In the chaotic aftermath of a natural disaster, the contributions of small business owners have positive ripple effects.

After Hurricane Michael, a Category 5 hurricane, made landfall in October 2018, the parking lot outside of Golden Health Mart Pharmacy in Blountstown, Florida, (a tiny community 50 miles inland) was littered with pieces of rooftop from surrounding buildings. Despite the rubble and debris, Golden Pharmacy was one of the first businesses in the area to re-open, thanks to the ingenuity of owner, pharmacist, and NFIB member Clifford Goodman.

“People needed their medications,” says Goodman. As news spread of power outages and downed trees, businesses, churches, and other organizations rallied to provide residents and each other with crucial supplies. He knew he needed to do something to get people much-needed prescriptions. But how?

Improvising After a Disaster

Since Golden Pharmacy was without electricity, Goodman’s staff of pharmacists and cashiers was unable to work inside—so they improvised.

Goodman and his team set up a makeshift pharmacy using a canopy, table, and sign to let people know they were open for business. They also used Facebook and word-of-mouth advertising to alert patients with prescriptions. Cashiers recorded transactions with pen and paper, and pharmacists focused on the most urgent needs by supplying small amounts of medicine for conditions like diabetes and thyroid disease.

Goodman wasn’t the only small business owner who pitched in to help the community.

Goodman’s warehouse representatives delivered gas to power the generators, enabling staff to access records. They distributed cases of clean water to residents who lacked access to it.

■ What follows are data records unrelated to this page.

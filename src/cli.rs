use clap::{Parser, Subcommand};

/// Seamless - content-addressed transformation cache
///
/// Computes transformations once and looks their results up by checksum
/// afterwards. Results and buffers persist in the cache directory and,
/// when configured, in a database and on buffer servers.
#[derive(Parser, Debug)]
#[command(name = "seamless")]
#[command(version = env!("CARGO_PKG_VERSION"))]
#[command(about = "Content-addressed transformation cache", long_about = None)]
pub struct Cli {
    #[command(flatten)]
    pub common: CommonConfigArgs,

    #[command(subcommand)]
    pub command: Commands,
}

/// Configuration overrides shared by all commands
#[derive(Parser, Debug, Clone, Default)]
pub struct CommonConfigArgs {
    /// Config file path
    #[arg(short = 'c', long, global = true, env = "SEAMLESS_CONFIG")]
    pub config: Option<String>,

    /// Cache directory for buffers and results
    #[arg(long, global = true, env = "SEAMLESS_CACHE_DIR")]
    pub cache_dir: Option<String>,

    /// Database service URL
    #[arg(long, global = true, env = "SEAMLESS_DATABASE")]
    pub database: Option<String>,

    /// Buffer server URL(s), comma-separated; the first one is also written to
    #[arg(long, global = true, env = "SEAMLESS_BUFFER_SERVER", value_delimiter = ',')]
    pub buffer_server: Option<Vec<String>>,

    /// Read-only buffer folder(s), comma-separated
    #[arg(long, global = true, env = "SEAMLESS_BUFFER_FOLDER", value_delimiter = ',')]
    pub buffer_folder: Option<Vec<String>>,
}

#[derive(Subcommand, Debug)]
pub enum Commands {
    /// Print the checksum of a file
    Checksum(ChecksumArgs),

    /// Run a transformation dict and print its result checksum
    Run(RunArgs),

    /// Obtain a buffer, recomputing it if needed, and write it to stdout
    Fingertip(ChecksumTarget),

    /// Show the status of a transformation
    Status(ChecksumTarget),

    /// Forget the result of a transformation
    Undo(ChecksumTarget),

    /// Forget the recorded exception of a transformation
    ClearException(ChecksumTarget),
}

#[derive(Parser, Debug)]
pub struct ChecksumArgs {
    /// File to hash
    pub file: String,
}

#[derive(Parser, Debug)]
pub struct ChecksumTarget {
    /// Checksum, as 64 hex characters
    pub checksum: String,
}

#[derive(Parser, Debug)]
pub struct RunArgs {
    /// Transformation dict (JSON file)
    pub transformation: String,

    /// Run even if the result is known, to regenerate its buffer
    #[arg(long)]
    pub fingertip: bool,

    /// Keep the result buffer in memory only
    #[arg(long)]
    pub scratch: bool,

    /// Print the result value instead of its checksum
    #[arg(long)]
    pub value: bool,
}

A local restaurant gave away hundreds of meals using donated food.

“Looking back and seeing the people rally together, I’m really appreciative,” Goodman says, despite suffering steep losses in revenue himself serving thousands of people during a 10-day power outage.

Thanking First Responders

The support from small businesses was also on display during last year’s wildfires that ravaged parts of California. Hotels provided free or discounted lodging, and local pizzerias gave away food. Small business owners made it possible for the community to thank the firefighters who worked tirelessly to save homes and businesses.

The Woolsey Fire in Thousand Oaks, California came dangerously close to NFIB member Jami Leaf’s office and home. Leaf is the CEO of Signature Signs Inc., a sign shop she and her husband Mark own. Their store down the road was spared, but they knew that others weren’t as lucky. “We wanted to do something for the community, but we felt helpless,” says Leaf.

She offered to donate time and resources to create a 216-square-foot banner thanking firefighters and other rescue workers, a sign that would normally cost hundreds of dollars to produce. Leaf collaborated with Conejo Schools Foundation and The Oaks Mall, a shopping mall that set up therapy art and letter writing stations. Hundreds of residents wrote messages of gratitude on the banner, which still hangs near the mall’s entrance.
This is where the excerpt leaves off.